Word for word, restate the lines from the start of the data down to the line with "#[derive(Debug, Clone, Copy, PartialEq, Eq, Hash)]", both included.

[EXERCISE MATERIALS Boundary: Start]

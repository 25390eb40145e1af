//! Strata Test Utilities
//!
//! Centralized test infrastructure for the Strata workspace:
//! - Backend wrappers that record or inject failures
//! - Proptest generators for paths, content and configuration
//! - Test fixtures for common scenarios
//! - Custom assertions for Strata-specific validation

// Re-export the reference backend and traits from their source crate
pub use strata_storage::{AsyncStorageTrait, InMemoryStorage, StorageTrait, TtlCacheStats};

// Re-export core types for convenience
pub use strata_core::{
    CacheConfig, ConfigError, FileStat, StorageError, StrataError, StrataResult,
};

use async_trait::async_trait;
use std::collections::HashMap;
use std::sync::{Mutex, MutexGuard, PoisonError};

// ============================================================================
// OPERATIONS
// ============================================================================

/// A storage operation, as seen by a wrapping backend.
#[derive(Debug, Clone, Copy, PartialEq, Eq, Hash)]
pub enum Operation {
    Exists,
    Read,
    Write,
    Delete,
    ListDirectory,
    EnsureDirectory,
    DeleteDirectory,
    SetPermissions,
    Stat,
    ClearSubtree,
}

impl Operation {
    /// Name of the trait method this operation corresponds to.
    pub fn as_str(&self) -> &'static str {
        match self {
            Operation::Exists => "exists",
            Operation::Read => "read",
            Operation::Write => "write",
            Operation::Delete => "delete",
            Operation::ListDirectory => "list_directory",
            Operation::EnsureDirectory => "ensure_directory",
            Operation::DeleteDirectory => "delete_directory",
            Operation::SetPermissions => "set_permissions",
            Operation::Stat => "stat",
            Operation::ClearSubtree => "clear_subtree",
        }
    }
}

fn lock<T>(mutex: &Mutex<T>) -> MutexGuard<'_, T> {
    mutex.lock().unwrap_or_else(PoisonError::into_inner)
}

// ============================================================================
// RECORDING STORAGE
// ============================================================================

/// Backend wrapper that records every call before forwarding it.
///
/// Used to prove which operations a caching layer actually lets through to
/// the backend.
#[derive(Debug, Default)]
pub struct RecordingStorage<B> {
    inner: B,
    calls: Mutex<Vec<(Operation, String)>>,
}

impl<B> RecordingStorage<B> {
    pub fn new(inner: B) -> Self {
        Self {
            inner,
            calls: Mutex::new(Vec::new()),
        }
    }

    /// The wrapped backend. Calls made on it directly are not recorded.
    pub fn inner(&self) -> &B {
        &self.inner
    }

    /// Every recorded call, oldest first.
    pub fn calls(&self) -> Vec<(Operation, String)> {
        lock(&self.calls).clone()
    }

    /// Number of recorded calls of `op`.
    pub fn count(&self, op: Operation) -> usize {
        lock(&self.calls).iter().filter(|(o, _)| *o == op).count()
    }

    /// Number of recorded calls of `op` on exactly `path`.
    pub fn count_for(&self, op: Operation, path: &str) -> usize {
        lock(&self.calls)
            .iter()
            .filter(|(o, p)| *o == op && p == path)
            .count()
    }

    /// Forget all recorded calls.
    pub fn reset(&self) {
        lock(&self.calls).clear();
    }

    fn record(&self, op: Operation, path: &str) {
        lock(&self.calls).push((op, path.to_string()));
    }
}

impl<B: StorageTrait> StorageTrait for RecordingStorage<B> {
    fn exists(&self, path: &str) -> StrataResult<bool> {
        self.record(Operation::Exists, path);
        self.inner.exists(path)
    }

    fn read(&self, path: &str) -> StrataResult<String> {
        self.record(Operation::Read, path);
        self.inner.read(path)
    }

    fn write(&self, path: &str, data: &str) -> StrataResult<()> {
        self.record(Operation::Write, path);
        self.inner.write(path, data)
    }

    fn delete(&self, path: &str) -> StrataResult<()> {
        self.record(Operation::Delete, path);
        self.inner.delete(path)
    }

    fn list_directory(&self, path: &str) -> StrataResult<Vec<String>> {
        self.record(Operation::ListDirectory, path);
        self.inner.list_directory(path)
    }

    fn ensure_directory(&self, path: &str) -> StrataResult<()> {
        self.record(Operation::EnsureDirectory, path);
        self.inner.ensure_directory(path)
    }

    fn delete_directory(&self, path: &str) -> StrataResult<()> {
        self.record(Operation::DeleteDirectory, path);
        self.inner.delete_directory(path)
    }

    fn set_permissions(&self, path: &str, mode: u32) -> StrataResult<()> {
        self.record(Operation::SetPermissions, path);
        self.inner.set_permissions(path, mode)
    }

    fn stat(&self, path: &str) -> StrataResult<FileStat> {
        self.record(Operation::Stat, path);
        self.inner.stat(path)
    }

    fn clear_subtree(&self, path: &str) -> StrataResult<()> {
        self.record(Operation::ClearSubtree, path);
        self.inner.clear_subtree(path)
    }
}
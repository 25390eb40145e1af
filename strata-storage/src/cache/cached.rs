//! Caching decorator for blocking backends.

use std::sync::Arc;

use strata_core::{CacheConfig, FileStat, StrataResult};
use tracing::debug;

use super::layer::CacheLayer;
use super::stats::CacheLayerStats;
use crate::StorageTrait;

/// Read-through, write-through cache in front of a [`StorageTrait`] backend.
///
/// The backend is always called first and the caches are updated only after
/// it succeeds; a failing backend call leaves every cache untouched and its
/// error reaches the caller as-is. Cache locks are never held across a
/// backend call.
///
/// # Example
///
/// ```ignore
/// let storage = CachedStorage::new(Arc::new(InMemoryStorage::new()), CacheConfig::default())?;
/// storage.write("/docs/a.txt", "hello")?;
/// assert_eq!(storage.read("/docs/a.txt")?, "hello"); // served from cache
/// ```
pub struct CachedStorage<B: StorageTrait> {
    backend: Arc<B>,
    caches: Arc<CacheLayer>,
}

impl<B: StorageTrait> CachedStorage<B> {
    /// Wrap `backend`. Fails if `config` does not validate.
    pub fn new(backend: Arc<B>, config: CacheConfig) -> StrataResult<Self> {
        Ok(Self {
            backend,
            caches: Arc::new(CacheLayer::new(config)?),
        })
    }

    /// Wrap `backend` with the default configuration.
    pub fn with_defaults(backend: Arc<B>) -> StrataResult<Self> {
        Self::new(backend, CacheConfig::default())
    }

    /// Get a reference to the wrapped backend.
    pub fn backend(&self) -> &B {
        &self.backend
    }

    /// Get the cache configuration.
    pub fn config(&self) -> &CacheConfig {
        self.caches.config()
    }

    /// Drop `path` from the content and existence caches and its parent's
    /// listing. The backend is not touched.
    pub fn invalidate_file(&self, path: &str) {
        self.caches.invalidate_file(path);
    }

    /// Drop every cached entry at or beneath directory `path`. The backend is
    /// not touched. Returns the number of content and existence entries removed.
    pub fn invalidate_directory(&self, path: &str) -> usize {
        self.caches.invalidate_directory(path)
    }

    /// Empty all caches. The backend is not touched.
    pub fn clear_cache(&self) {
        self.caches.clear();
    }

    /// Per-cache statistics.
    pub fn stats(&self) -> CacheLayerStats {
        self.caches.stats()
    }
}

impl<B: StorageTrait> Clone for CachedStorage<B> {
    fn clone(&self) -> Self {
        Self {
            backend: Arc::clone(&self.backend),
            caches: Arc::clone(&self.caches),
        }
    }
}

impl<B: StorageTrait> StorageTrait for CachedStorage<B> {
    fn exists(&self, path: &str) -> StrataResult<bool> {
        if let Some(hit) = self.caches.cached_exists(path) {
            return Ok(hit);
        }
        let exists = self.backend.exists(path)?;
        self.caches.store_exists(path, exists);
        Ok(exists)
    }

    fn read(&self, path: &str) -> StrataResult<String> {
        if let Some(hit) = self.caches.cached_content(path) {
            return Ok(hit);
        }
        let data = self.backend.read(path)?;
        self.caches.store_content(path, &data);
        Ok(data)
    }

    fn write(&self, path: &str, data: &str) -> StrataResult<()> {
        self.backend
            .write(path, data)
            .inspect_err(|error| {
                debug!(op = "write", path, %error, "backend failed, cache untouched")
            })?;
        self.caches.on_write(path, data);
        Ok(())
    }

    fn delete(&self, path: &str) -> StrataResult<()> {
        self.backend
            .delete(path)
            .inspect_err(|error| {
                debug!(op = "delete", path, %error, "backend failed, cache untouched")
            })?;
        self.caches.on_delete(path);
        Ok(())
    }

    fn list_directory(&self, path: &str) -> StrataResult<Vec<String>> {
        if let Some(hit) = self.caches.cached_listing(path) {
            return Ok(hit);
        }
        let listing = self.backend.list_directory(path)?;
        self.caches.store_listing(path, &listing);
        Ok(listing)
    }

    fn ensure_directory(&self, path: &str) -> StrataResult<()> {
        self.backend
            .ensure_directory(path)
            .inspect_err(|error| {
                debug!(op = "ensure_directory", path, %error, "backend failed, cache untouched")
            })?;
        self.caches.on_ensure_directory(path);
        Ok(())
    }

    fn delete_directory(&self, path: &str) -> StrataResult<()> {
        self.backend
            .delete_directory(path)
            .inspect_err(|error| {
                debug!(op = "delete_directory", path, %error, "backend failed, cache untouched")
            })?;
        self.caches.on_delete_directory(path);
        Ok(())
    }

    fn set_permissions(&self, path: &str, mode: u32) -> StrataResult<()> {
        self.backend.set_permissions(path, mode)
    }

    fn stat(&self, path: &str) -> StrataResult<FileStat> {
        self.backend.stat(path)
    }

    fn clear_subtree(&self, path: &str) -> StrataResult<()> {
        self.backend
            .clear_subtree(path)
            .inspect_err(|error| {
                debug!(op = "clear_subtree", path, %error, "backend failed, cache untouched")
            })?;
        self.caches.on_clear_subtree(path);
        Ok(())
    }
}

[EXERCISE MATERIALS Boundary: End]

WRITTEN SOLUTION ::
repository 25390eb40145e1af
//! Strata Test Utilities
//!
//! Centralized test infrastructure for the Strata workspace:
//! - Backend wrappers that record or inject failures
//! - Proptest generators for paths, content and configuration
//! - Test fixtures for common scenarios
//! - Custom assertions for Strata-specific validation

// Re-export the reference backend and traits from their source crate
pub use strata_storage::{AsyncStorageTrait, InMemoryStorage, StorageTrait, TtlCacheStats};

// Re-export core types for convenience
pub use strata_core::{
    CacheConfig, ConfigError, FileStat, StorageError, StrataError, StrataResult,
};

use async_trait::async_trait;
use std::collections::HashMap;
use std::sync::{Mutex, MutexGuard, PoisonError};

// ============================================================================
// OPERATIONS
// ============================================================================

/// A storage operation, as seen by a wrapping backend.
#[derive(Debug, Clone, Copy, PartialEq, Eq, Hash)]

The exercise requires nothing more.